### Stored items
________________________________________
use axum::extract::FromRequestParts;
use axum::http::header;
use axum::http::request::Parts;

use crate::app::auth::AuthService;
use crate::http::AppError;
use crate::AppState;

/// The caller behind a valid `Authorization: Bearer` access token. Take it as
/// `Option<AuthUser>` on routes that also serve anonymous viewers.
#[derive(Debug, Clone, Copy)]
pub struct AuthUser {
    pub user_id: i64,
}

#[axum::async_trait]
impl FromRequestParts<AppState> for AuthUser {
    type Rejection = AppError;

    async fn from_request_parts(
        parts: &mut Parts,
        state: &AppState,
    ) -> Result<Self, Self::Rejection> {
        let auth_header = parts
            .headers
            .get(header::AUTHORIZATION)
            .and_then(|value| value.to_str().ok())
            .ok_or_else(|| AppError::unauthorized("missing Authorization header"))?;

        let token = auth_header
            .strip_prefix("Bearer ")
            .ok_or_else(|| AppError::unauthorized("invalid Authorization header"))?;

        let service = AuthService::new(
            state.db.clone(),
            state.paseto_access_key,
            state.access_ttl_minutes,
        );
        let session = service
            .authenticate_access_token(token)
            .map_err(|_| AppError::unauthorized("invalid token"))?
            .ok_or_else(|| AppError::unauthorized("invalid token"))?;

        Ok(AuthUser {
            user_id: session.user_id,
        })
    }
}
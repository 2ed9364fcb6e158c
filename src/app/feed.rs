use anyhow::Result;
use serde::{Deserialize, Serialize};
use time::OffsetDateTime;
use tracing::warn;
use uuid::Uuid;

use crate::app::posts::PostService;
use crate::domain::post::{Page, PageWindow, Post};
use crate::infra::{cache::RedisCache, db::Db};

const FEED_VERSION_KEY: &str = "feed:version";

#[derive(Clone)]
pub struct FeedService {
    posts: PostService,
    cache: RedisCache,
    page_size: i64,
    cache_ttl_seconds: u64,
}

impl FeedService {
    pub fn new(db: Db, cache: RedisCache, page_size: i64, cache_ttl_seconds: u64) -> Self {
        Self {
            posts: PostService::new(db),
            cache,
            page_size,
            cache_ttl_seconds,
        }
    }

    /// Every post, most recently updated first, one page at a time.
    ///
    /// Pages are cached briefly under a version counter that is bumped on
    /// every post write, so a cached page never outlives the data it shows.
    pub async fn list_feed(&self, requested_page: Option<&str>) -> Result<Page<Post>> {
        let version = self.cache.get_counter(FEED_VERSION_KEY).await;
        let cache_key = version.map(|version| {
            format!(
                "feed:v{}:size:{}:page:{}",
                version,
                self.page_size,
                page_cache_token(requested_page)
            )
        });

        if let Some(key) = &cache_key {
            if let Some(payload) = self.cache.get_string(key).await {
                match serde_json::from_str::<CachedPage>(&payload) {
                    Ok(cached) => return Ok(cached.into()),
                    Err(err) => warn!(error = ?err, "discarding unreadable feed cache entry"),
                }
            }
        }

        let total = self.posts.count_posts().await?;
        let window = PageWindow::resolve(requested_page, total, self.page_size);
        let items = self.posts.list_recent(window.offset, window.limit).await?;
        let page = window.into_page(items, total);

        if let Some(key) = &cache_key {
            match serde_json::to_string(&CachedPage::from(&page)) {
                Ok(payload) => {
                    self.cache
                        .set_string_ex(key, payload, self.cache_ttl_seconds)
                        .await
                }
                Err(err) => warn!(error = ?err, "failed to encode feed page"),
            }
        }

        Ok(page)
    }

    pub async fn invalidate(&self) {
        self.cache.incr_counter(FEED_VERSION_KEY).await;
    }
}

/// Requests that resolve the same way share one cache entry.
fn page_cache_token(requested_page: Option<&str>) -> String {
    match requested_page.map(str::trim).map(str::parse::<i64>) {
        Some(Ok(n)) => n.to_string(),
        _ => "first".to_string(),
    }
}

/// Cache record for a feed page. `Post` hides its internal ids from clients,
/// so the cache keeps its own copy of every field.
#[derive(Serialize, Deserialize)]
struct CachedPage {
    items: Vec<CachedPost>,
    page: i64,
    num_pages: i64,
    total: i64,
    has_next: bool,
    has_previous: bool,
}

#[derive(Serialize, Deserialize)]
struct CachedPost {
    id: i64,
    uuid: Uuid,
    title: String,
    content: String,
    image: String,
    author_id: i64,
    author_uuid: Uuid,
    author: String,
    #[serde(with = "time::serde::rfc3339")]
    created_at: OffsetDateTime,
    #[serde(with = "time::serde::rfc3339")]
    updated_at: OffsetDateTime,
}

impl From<&Page<Post>> for CachedPage {
    fn from(page: &Page<Post>) -> Self {
        Self {
            items: page
                .items
                .iter()
                .map(|post| CachedPost {
                    id: post.id,
                    uuid: post.uuid,
                    title: post.title.clone(),
                    content: post.content.clone(),
                    image: post.image.clone(),
                    author_id: post.author_id,
                    author_uuid: post.author_uuid,
                    author: post.author.clone(),
                    created_at: post.created_at,
                    updated_at: post.updated_at,
                })
                .collect(),
            page: page.page,
            num_pages: page.num_pages,
            total: page.total,
            has_next: page.has_next,
            has_previous: page.has_previous,
        }
    }
}

impl From<CachedPage> for Page<Post> {
    fn from(cached: CachedPage) -> Self {
        Self {
            items: cached
                .items
                .into_iter()
                .map(|post| Post {
                    id: post.id,
                    uuid: post.uuid,
                    title: post.title,
                    content: post.content,
                    image: post.image,
                    image_url: None,
                    author_id: post.author_id,
                    author_uuid: post.author_uuid,
                    author: post.author,
                    created_at: post.created_at,
                    updated_at: post.updated_at,
                })
                .collect(),
            page: cached.page,
            num_pages: cached.num_pages,
            total: cached.total,
            has_next: cached.has_next,
            has_previous: cached.has_previous,
        }
    }
}

#[cfg(test)]
mod tests {
    use super::*;

    #[test]
    fn equivalent_requests_share_a_cache_token() {
        assert_eq!(page_cache_token(None), "first");
        assert_eq!(page_cache_token(Some("abc")), "first");
        assert_eq!(page_cache_token(Some(" 2 ")), "2");
    }

    #[test]
    fn cached_page_keeps_internal_ids() {
        let post = Post {
            id: 41,
            uuid: Uuid::new_v4(),
            title: "title".into(),
            content: "content".into(),
            image: "posts/images/a.png".into(),
            image_url: Some("/media/posts/images/a.png".into()),
            author_id: 9,
            author_uuid: Uuid::new_v4(),
            author: "ana".into(),
            created_at: OffsetDateTime::UNIX_EPOCH,
            updated_at: OffsetDateTime::UNIX_EPOCH,
        };
        let page = PageWindow::resolve(None, 1, 3).into_page(vec![post], 1);

        let payload = serde_json::to_string(&CachedPage::from(&page)).unwrap();
        let restored: Page<Post> = serde_json::from_str::<CachedPage>(&payload).unwrap().into();

        assert_eq!(restored.items[0].id, 41);
        assert_eq!(restored.items[0].author_id, 9);
        assert_eq!(restored.items[0].image, "posts/images/a.png");
        assert!(restored.items[0].image_url.is_none());
        assert_eq!(restored.page, 1);
    }
}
________________________________________
### ACTION ITEM
Copy each line from the records above that includes the string "derive".

### WRITTEN RESPONSE
#[derive(Debug, Clone, Copy)]
#[derive(Clone)]
#[derive(Serialize, Deserialize)]
#[derive(Serialize, Deserialize)]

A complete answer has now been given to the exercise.